Billy Dallison
- Born: 20 June 1900 Camberwell, England
- Died: 25 March 1946 (aged 45) Birmingham, England
- Nationality: British (English)

Career history
- 1929: White City, Manchester
- 1930, 1934: Hall Green Bulldogs
- 1931: High Beech
- 1932–1933: Clapton Saints
- 1932: Wimbledon Dons
- 1934–1937: Harringay Tigers
- 1936–1939: Southampton Saints

Team honours
- 1936: Provincial League Champion
- 1936: Provincial Trophy Winner
- 1937: Div 2 National Trophy Winners

= Billy Dallison =

British speedway rider

William James Baden Dallison (20 June 1900 – 25 March 1946) was a motorcycle speedway rider who rode in the earliest days of the sport in Britain.

== Speedway career ==
Dallison, born in Camberwell, rode in the pioneer years of British speedway beginning his British leagues career riding for White City, Manchester during the 1929 Speedway English Dirt Track League season.
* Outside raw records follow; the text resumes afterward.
//! Client protocol (spec §6): the interface every physical device or
//! [`crate::partition::Partition`] presents to its caller, generalizing
//! the synchronous `BlockDevice` trait of
//! `examples/RedHatOnTop-kernel-performed-illegal-operation/kernel/src/drivers/storage/mod.rs`
//! into the callback-based contract a cooperative, non-blocking driver
//! core requires — a command is accepted or rejected synchronously, and
//! its outcome is delivered later through the callback the caller
//! supplied (spec §4.3, §4.4, §5).

use crate::dma::{DataspaceHandle, Direction};
use crate::error::DriverResult;
use alloc::boxed::Box;

/// Direction of a block I/O request.
#[derive(Debug, Clone, Copy, PartialEq, Eq)]
pub enum IoDirection {
    Read,
    Write,
}

/// One scatter-gather segment of a block request: a bus address and a
/// sector count, interpreted against the device's sector size.
#[derive(Debug, Clone, Copy)]
pub struct BlockSegment {
    pub bus_addr: u64,
    pub sector_count: u32,
}

/// Fired exactly once with the outcome of a request: the number of bytes
/// transferred on success, or the error that ended it.
pub type IoCallback = Box<dyn FnOnce(DriverResult<u32>) + Send>;

/// A logical range of sectors to deallocate (discard / write-zeroes).
#[derive(Debug, Clone, Copy)]
pub struct SectorRange {
    pub start_lba: u64,
    pub sector_count: u32,
}

/// The protocol every exposed block device — physical or
/// [`crate::partition::Partition`] — implements (spec §6).
pub trait BlockDevice: Send + Sync {
    /// Total addressable sectors.
    fn capacity(&self) -> u64;

    /// Bytes per sector.
    fn sector_size(&self) -> u32;

    /// Maximum scatter-gather segments a single request may carry.
    fn max_segments(&self) -> usize;

    /// Maximum number of requests this device will accept concurrently
    /// before returning `Busy`.
    fn max_in_flight(&self) -> u32;

    fn is_read_only(&self) -> bool;

    /// Whether this device matches a client-supplied handle (a UUID, a
    /// partition id, or similar opaque identity the external binding
    /// configuration names it by).
    fn match_hid(&self, id: &[u8]) -> bool;

    /// Submit a read or write. Validated synchronously: sector range
    /// must lie within capacity, segment count must not exceed
    /// `max_segments()`. On successful acceptance the callback fires
    /// exactly once, on completion or abort.
    fn read_write(
        &self,
        start_lba: u64,
        segments: &[BlockSegment],
        direction: IoDirection,
        callback: IoCallback,
    ) -> DriverResult<()>;

    /// Flush any device-side write cache.
    fn flush(&self, callback: IoCallback) -> DriverResult<()>;

    /// Deallocate (TRIM / Write Zeroes with deallocate) a sector range.
    fn discard(&self, range: SectorRange, callback: IoCallback) -> DriverResult<()>;

    /// Map a client-owned dataspace range into this device's DMA domain,
    /// returning the bus address segments to hand to `read_write`.
    fn dma_map(
        &self,
        region: DataspaceHandle,
        offset: usize,
        length: usize,
        direction: Direction,
    ) -> DriverResult<u64>;

    /// Tear down a mapping previously returned by `dma_map`.
    fn dma_unmap(&self, bus_addr: u64, length: usize, direction: Direction);
}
He helped the team set the pace and lead the league table, winning 18 of their 20 matches but following a dispute, Manchester withdrew from the league handing Leeds the title.

Dallison rode for Hall Green Bulldogs during the 1930 Speedway Southern League and would remain one of the sports leading riders until the outbreak of World War II. He later became captain of the Birmingham team.

Dallison died suddenly at home, in Birmingham on 25 March 1946.

==Players cigarette cards==
Dallison is listed as number 11 of 50 in the 1930s Player's cigarette card collection.